The science of migraines still isn’t crystal clear, but researchers are starting to build a better picture of what can cause them and their physical mechanisms.

For starters, migraines run in families. If one of your parents experiences migraines, there is a 50 percent chance you will too. If both your parents experience migraines, there’s an approximately 75 percent chance. This suggests to scientists that genes are involved, and they have even managed to hunt down at least 38 areas of the genome that could make you susceptible to them.

Migraines tend to affect women more often than men. This has led some researchers to suggest that hormones like estrogen could play a role. Many people also experience migraines when certain environmental factors trigger them. These triggers can include tiredness, stress, bright lights, strong smells, and spending too much time in front of a computer screen. A surprising amount of people even get migraines when eating certain foods. Just recently, there was the story of a guy who fell severely ill with migraine-like symptoms after eating the “world's hottest chili”.

So that's what can trigger them, but what’s going on inside your head when you have a migraine? There’s much dispute about this, but most scientists think the leading suspects are blood vessels in the brain or neurotransmitters.

Some argue that migraines are caused by a rush of blood to certain cranial vessels, tiny arteries that supply the brain with oxygen, making them dilate and increase in size.

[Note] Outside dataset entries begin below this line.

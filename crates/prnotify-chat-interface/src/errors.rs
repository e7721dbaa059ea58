//! Chat errors.

use thiserror::Error;

/// Chat error.
#[allow(missing_docs)]
#[derive(Debug, Error)]
pub enum ChatError {
    /// The chat platform answered but refused the call.
    #[error("Chat method '{}' failed: {}", method, error)]
    Platform { method: String, error: String },

    #[error(transparent)]
    ImplementationError {
        source: Box<dyn std::error::Error + Send + Sync + 'static>,
    },
}

/// Result alias for `ChatError`.
pub type Result<T, E = ChatError> = core::result::Result<T, E>;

The swollen blood vessels then provoke the trigeminal nerve – a large nerve on both sides of the head that supplies sensations to the head and face and controls the muscles used in biting and chewing – to start sending erratic pain signals.

On the other hand, one study used an MRA scanner to image the brains of several patients while they were experiencing migraines and found no change in blood flow to key parts of the brain. This has led others to argue that neurons and abnormal nerve activity are more central to the problem than cranial blood vessels. Patients that experience migraines with an aura (a short period of visual disturbance before the pain) have been shown to have a burst of neuronal activity in the brain followed by a period of inactivity.

Unfortunately, our hazy knowledge about the physical mechanisms behind migraines is partially why they are so hard to treat. However, there is hope on the horizon, with more and more possible treatments being explored. Perhaps most surprisingly of all, ketamine has been found to dull some of the pain of migraines.